TASK PROMPT →
The full set of entries should be repeated without a single change.

DATA TO USE →
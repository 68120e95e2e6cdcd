use std::path::PathBuf;

use clap::Parser;

use tawss::{
    case::{parse_time_range, Case},
    datatypes::FlowRegime,
    driver,
    error::TawssError,
    traction,
};

/// Computes the running time-average of wall shear stress across the
/// snapshots of a simulation case.
#[derive(Parser)]
#[command(name = "tawss", version, about)]
struct Args {
    /// Case directory
    #[arg(default_value = ".")]
    case: PathBuf,

    /// Use the compressible traction formulation (default: incompressible)
    #[arg(long)]
    compressible: bool,

    /// Mesh region name; reads mesh.<NAME>.json instead of mesh.json
    #[arg(long)]
    region: Option<String>,

    /// Inclusive time range "start:end" bounding the processed snapshots
    #[arg(long)]
    time: Option<String>,

    /// Process only the newest time directory
    #[arg(long)]
    latest: bool,
}

fn main() {
    let args = Args::parse();

    if let Err(err) = run(&args) {
        eprintln!("error: {err}");
        std::process::exit(1);
    }
}

fn run(args: &Args) -> Result<(), TawssError> {
    let regime = if args.compressible {
        FlowRegime::Compressible
    } else {
        FlowRegime::Incompressible
    };

    let mut case = Case::open(&args.case, args.region.as_deref())?;

    let range = match &args.time {
        Some(spec) => Some(parse_time_range(spec)?),
        None => None,
    };
    let times = case.select_times(range, args.latest)?;

    let calculator = traction::for_regime(regime, &case)?;

    driver::run(&mut case, &times, calculator.as_ref())
}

EXERCISE OUTPUT →
repository 68120e95e2e6cdcd
use std::path::PathBuf;

use clap::Parser;

use tawss::{
    case::{parse_time_range, Case},
    datatypes::FlowRegime,
    driver,
    error::TawssError,
    traction,
};

/// Computes the running time-average of wall shear stress across the
/// snapshots of a simulation case.
#[derive(Parser)]
#[command(name = "tawss", version, about)]
struct Args {
    /// Case directory
    #[arg(default_value = ".")]
    case: PathBuf,

    /// Use the compressible traction formulation (default: incompressible)
    #[arg(long)]
    compressible: bool,

    /// Mesh region name; reads mesh.<NAME>.json instead of mesh.json
    #[arg(long)]
    region: Option<String>,

    /// Inclusive time range "start:end" bounding the processed snapshots
    #[arg(long)]
    time: Option<String>,

    /// Process only the newest time directory
    #[arg(long)]
    latest: bool,
}

fn main() {
    let args = Args::parse();

    if let Err(err) = run(&args) {
        eprintln!("error: {err}");
        std::process::exit(1);
    }
}

fn run(args: &Args) -> Result<(), TawssError> {
    let regime = if args.compressible {
        FlowRegime::Compressible
    } else {
        FlowRegime::Incompressible
    };

    let mut case = Case::open(&args.case, args.region.as_deref())?;

    let range = match &args.time {
        Some(spec) => Some(parse_time_range(spec)?),
        None => None,
    };
    let times = case.select_times(range, args.latest)?;

    let calculator = traction::for_regime(regime, &case)?;

    driver::run(&mut case, &times, calculator.as_ref())
}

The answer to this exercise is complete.